//! A single lexical rule: anchored pattern, value converter and context condition
use crate::tokens::{Category, Token, Value};
use regex::{Regex, RegexBuilder};
use std::fmt;
use std::sync::Arc;

/// Result of converting matched text
#[derive(Debug, Clone, PartialEq)]
pub enum Conversion {
    /// One token of the scanner's category carrying the matched text
    Value(Value),
    /// Tokens used verbatim, e.g. a function name followed by a synthetic `open`
    Tokens(Vec<Token>),
}

impl From<Value> for Conversion {
    fn from(value: Value) -> Self {
        Conversion::Value(value)
    }
}

pub type Converter = Arc<dyn Fn(&str) -> Result<Conversion, String> + Send + Sync>;
pub type Condition = Arc<dyn Fn(Option<&Token>) -> bool + Send + Sync>;

/// A converter rejected the text its pattern matched
#[derive(Debug, Clone, PartialEq, thiserror::Error)]
#[error("cannot convert '{raw}' as {category}: {message}")]
pub struct ConversionError {
    pub category: Category,
    pub raw: String,
    pub message: String,
}

#[derive(Clone)]
pub struct Scanner {
    category: Category,
    pattern: String,
    regex: Regex,
    converter: Converter,
    condition: Option<Condition>,
}

impl Scanner {
    /// Scanner whose tokens carry the matched text as a string value.
    ///
    /// The pattern is anchored at the start of the input and matched case
    /// insensitively.
    pub fn new(category: Category, pattern: &str) -> Result<Self, regex::Error> {
        let regex = RegexBuilder::new(&format!(r"\A(?:{})", pattern))
            .case_insensitive(true)
            .build()?;

        Ok(Self {
            category,
            pattern: pattern.to_string(),
            regex,
            converter: Arc::new(|raw| Ok(Conversion::Value(Value::String(raw.to_string())))),
            condition: None,
        })
    }

    pub fn with_converter<F>(mut self, converter: F) -> Self
    where
        F: Fn(&str) -> Result<Conversion, String> + Send + Sync + 'static,
    {
        self.converter = Arc::new(converter);
        self
    }

    /// Only accept a match when `condition` holds for the last significant token
    pub fn with_condition<F>(mut self, condition: F) -> Self
    where
        F: Fn(Option<&Token>) -> bool + Send + Sync + 'static,
    {
        self.condition = Some(Arc::new(condition));
        self
    }

    pub fn category(&self) -> Category {
        self.category
    }

    pub fn pattern(&self) -> &str {
        &self.pattern
    }

    pub fn accepts(&self, previous: Option<&Token>) -> bool {
        self.condition
            .as_ref()
            .map_or(true, |condition| condition(previous))
    }

    /// Try this scanner against the start of `remaining`.
    ///
    /// Returns `Ok(None)` when the pattern does not match or the condition
    /// rejects `previous`.
    pub fn scan(
        &self,
        remaining: &str,
        previous: Option<&Token>,
    ) -> Result<Option<Vec<Token>>, ConversionError> {
        let Some(found) = self.regex.find(remaining) else {
            return Ok(None);
        };

        if !self.accepts(previous) {
            return Ok(None);
        }

        let raw = found.as_str();
        let conversion = (self.converter)(raw).map_err(|message| ConversionError {
            category: self.category,
            raw: raw.to_string(),
            message,
        })?;

        Ok(Some(match conversion {
            Conversion::Value(value) => vec![Token::with_raw(self.category, value, raw)],
            Conversion::Tokens(tokens) => tokens,
        }))
    }
}

impl fmt::Debug for Scanner {
    fn fmt(&self, f: &mut fmt::Formatter<'_>) -> fmt::Result {
        f.debug_struct("Scanner")
            .field("category", &self.category)
            .field("pattern", &self.pattern)
            .field("conditional", &self.condition.is_some())
            .finish()
    }
}

#[cfg(test)]
mod tests {
    use super::*;
    use crate::tokens::{symbols, Symbol};

    fn tag_scanner() -> Scanner {
        Scanner::new(Category::Custom("tag"), r"#\w+\b")
            .unwrap()
            .with_converter(|raw| {
                Ok(Value::Symbol(Symbol::from_string(raw[1..].to_string())).into())
            })
    }

    #[test]
    fn test_no_match_returns_none() {
        let scanner = Scanner::new(Category::Whitespace, r"\s+").unwrap();
        assert_eq!(scanner.scan("A", None), Ok(None));
    }

    #[test]
    fn test_pattern_is_anchored() {
        let scanner = tag_scanner();
        assert_eq!(scanner.scan("x #apple", None), Ok(None));
    }

    #[test]
    fn test_default_converter_keeps_raw_text() {
        let scanner = Scanner::new(Category::Identifier, r"[a-z]+").unwrap();
        let tokens = scanner.scan("Abc def", None).unwrap().unwrap();

        assert_eq!(tokens.len(), 1);
        assert_eq!(tokens[0].value(), &Value::from("Abc"));
        assert_eq!(tokens[0].raw(), Some("Abc"));
    }

    #[test]
    fn test_custom_scanner() {
        let tokens = tag_scanner().scan("#apple + #pear", None).unwrap().unwrap();

        assert_eq!(tokens[0].category(), Category::Custom("tag"));
        assert_eq!(tokens[0].value(), &Value::Symbol(Symbol::new("apple")));
        assert_eq!(tokens[0].raw(), Some("#apple"));
    }

    #[test]
    fn test_condition_rejects_previous_token() {
        let scanner = Scanner::new(Category::ArithmeticOperator, "-")
            .unwrap()
            .with_converter(|_| Ok(Value::Symbol(symbols::NEGATE).into()))
            .with_condition(|previous| previous.is_none());

        assert!(scanner.scan("-1", None).unwrap().is_some());

        let previous = Token::with_raw(Category::Numeric, 2, "2");
        assert_eq!(scanner.scan("-1", Some(&previous)), Ok(None));
    }

    #[test]
    fn test_null_value_still_yields_a_token() {
        let scanner = Scanner::new(Category::Null, r"null\b")
            .unwrap()
            .with_converter(|_| Ok(Value::Null.into()));

        let tokens = scanner.scan("null", None).unwrap().unwrap();
        assert_eq!(tokens.len(), 1);
        assert_eq!(tokens[0].value(), &Value::Null);
    }

    #[test]
    fn test_converter_failure() {
        let scanner = Scanner::new(Category::Numeric, r"\d+")
            .unwrap()
            .with_converter(|raw| Err(format!("'{}' is out of range", raw)));

        let error = scanner.scan("99", None).unwrap_err();
        assert_eq!(error.raw, "99");
        assert_eq!(error.category, Category::Numeric);
        assert!(error.to_string().contains("out of range"));
    }

    #[test]
    fn test_invalid_pattern_is_reported() {
        assert!(Scanner::new(Category::Identifier, "(unclosed").is_err());
    }
}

----

From the first record to the last, print each one exactly.

> REPLY TO THE TASK
//! A single lexical rule: anchored pattern, value converter and context condition
use crate::tokens::{Category, Token, Value};
use regex::{Regex, RegexBuilder};
use std::fmt;
use std::sync::Arc;

/// Result of converting matched text
#[derive(Debug, Clone, PartialEq)]
pub enum Conversion {
    /// One token of the scanner's category carrying the matched text
    Value(Value),
    /// Tokens used verbatim, e.g. a function name followed by a synthetic `open`
    Tokens(Vec<Token>),
}

impl From<Value> for Conversion {
    fn from(value: Value) -> Self {
        Conversion::Value(value)
    }
}

pub type Converter = Arc<dyn Fn(&str) -> Result<Conversion, String> + Send + Sync>;
pub type Condition = Arc<dyn Fn(Option<&Token>) -> bool + Send + Sync>;

/// A converter rejected the text its pattern matched
#[derive(Debug, Clone, PartialEq, thiserror::Error)]
#[error("cannot convert '{raw}' as {category}: {message}")]
pub struct ConversionError {
    pub category: Category,
    pub raw: String,
    pub message: String,
}

#[derive(Clone)]
pub struct Scanner {
    category: Category,
    pattern: String,
    regex: Regex,
    converter: Converter,
    condition: Option<Condition>,
}

impl Scanner {
    /// Scanner whose tokens carry the matched text as a string value.
    ///
    /// The pattern is anchored at the start of the input and matched case
    /// insensitively.
    pub fn new(category: Category, pattern: &str) -> Result<Self, regex::Error> {
        let regex = RegexBuilder::new(&format!(r"\A(?:{})", pattern))
            .case_insensitive(true)
            .build()?;

        Ok(Self {
            category,
            pattern: pattern.to_string(),
            regex,
            converter: Arc::new(|raw| Ok(Conversion::Value(Value::String(raw.to_string())))),
            condition: None,
        })
    }

    pub fn with_converter<F>(mut self, converter: F) -> Self
    where
        F: Fn(&str) -> Result<Conversion, String> + Send + Sync + 'static,
    {
        self.converter = Arc::new(converter);
        self
    }

    /// Only accept a match when `condition` holds for the last significant token
    pub fn with_condition<F>(mut self, condition: F) -> Self
    where
        F: Fn(Option<&Token>) -> bool + Send + Sync + 'static,
    {
        self.condition = Some(Arc::new(condition));
        self
    }

    pub fn category(&self) -> Category {
        self.category
    }

    pub fn pattern(&self) -> &str {
        &self.pattern
    }

    pub fn accepts(&self, previous: Option<&Token>) -> bool {
        self.condition
            .as_ref()
            .map_or(true, |condition| condition(previous))
    }

    /// Try this scanner against the start of `remaining`.
    ///
    /// Returns `Ok(None)` when the pattern does not match or the condition
    /// rejects `previous`.
    pub fn scan(
        &self,
        remaining: &str,
        previous: Option<&Token>,
    ) -> Result<Option<Vec<Token>>, ConversionError> {
        let Some(found) = self.regex.find(remaining) else {
            return Ok(None);
        };

        if !self.accepts(previous) {
            return Ok(None);
        }

        let raw = found.as_str();
        let conversion = (self.converter)(raw).map_err(|message| ConversionError {
            category: self.category,
            raw: raw.to_string(),
            message,
        })?;

        Ok(Some(match conversion {
            Conversion::Value(value) => vec![Token::with_raw(self.category, value, raw)],
            Conversion::Tokens(tokens) => tokens,
        }))
    }
}

impl fmt::Debug for Scanner {
    fn fmt(&self, f: &mut fmt::Formatter<'_>) -> fmt::Result {
        f.debug_struct("Scanner")
            .field("category", &self.category)
            .field("pattern", &self.pattern)
            .field("conditional", &self.condition.is_some())
            .finish()
    }
}

#[cfg(test)]
mod tests {
    use super::*;
    use crate::tokens::{symbols, Symbol};

    fn tag_scanner() -> Scanner {
        Scanner::new(Category::Custom("tag"), r"#\w+\b")
            .unwrap()
            .with_converter(|raw| {
                Ok(Value::Symbol(Symbol::from_string(raw[1..].to_string())).into())
            })
    }

    #[test]
    fn test_no_match_returns_none() {
        let scanner = Scanner::new(Category::Whitespace, r"\s+").unwrap();
        assert_eq!(scanner.scan("A", None), Ok(None));
    }

    #[test]
    fn test_pattern_is_anchored() {
        let scanner = tag_scanner();
        assert_eq!(scanner.scan("x #apple", None), Ok(None));
    }

    #[test]
    fn test_default_converter_keeps_raw_text() {
        let scanner = Scanner::new(Category::Identifier, r"[a-z]+").unwrap();
        let tokens = scanner.scan("Abc def", None).unwrap().unwrap();

        assert_eq!(tokens.len(), 1);
        assert_eq!(tokens[0].value(), &Value::from("Abc"));
        assert_eq!(tokens[0].raw(), Some("Abc"));
    }

    #[test]
    fn test_custom_scanner() {
        let tokens = tag_scanner().scan("#apple + #pear", None).unwrap().unwrap();

        assert_eq!(tokens[0].category(), Category::Custom("tag"));
        assert_eq!(tokens[0].value(), &Value::Symbol(Symbol::new("apple")));
        assert_eq!(tokens[0].raw(), Some("#apple"));
    }

    #[test]
    fn test_condition_rejects_previous_token() {
        let scanner = Scanner::new(Category::ArithmeticOperator, "-")
            .unwrap()
            .with_converter(|_| Ok(Value::Symbol(symbols::NEGATE).into()))
            .with_condition(|previous| previous.is_none());

        assert!(scanner.scan("-1", None).unwrap().is_some());

        let previous = Token::with_raw(Category::Numeric, 2, "2");
        assert_eq!(scanner.scan("-1", Some(&previous)), Ok(None));
    }

    #[test]
    fn test_null_value_still_yields_a_token() {
        let scanner = Scanner::new(Category::Null, r"null\b")
            .unwrap()
            .with_converter(|_| Ok(Value::Null.into()));

        let tokens = scanner.scan("null", None).unwrap().unwrap();
        assert_eq!(tokens.len(), 1);
        assert_eq!(tokens[0].value(), &Value::Null);
    }

    #[test]
    fn test_converter_failure() {
        let scanner = Scanner::new(Category::Numeric, r"\d+")
            .unwrap()
            .with_converter(|raw| Err(format!("'{}' is out of range", raw)));

        let error = scanner.scan("99", None).unwrap_err();
        assert_eq!(error.raw, "99");
        assert_eq!(error.category, Category::Numeric);
        assert!(error.to_string().contains("out of range"));
    }

    #[test]
    fn test_invalid_pattern_is_reported() {
        assert!(Scanner::new(Category::Identifier, "(unclosed").is_err());
    }
}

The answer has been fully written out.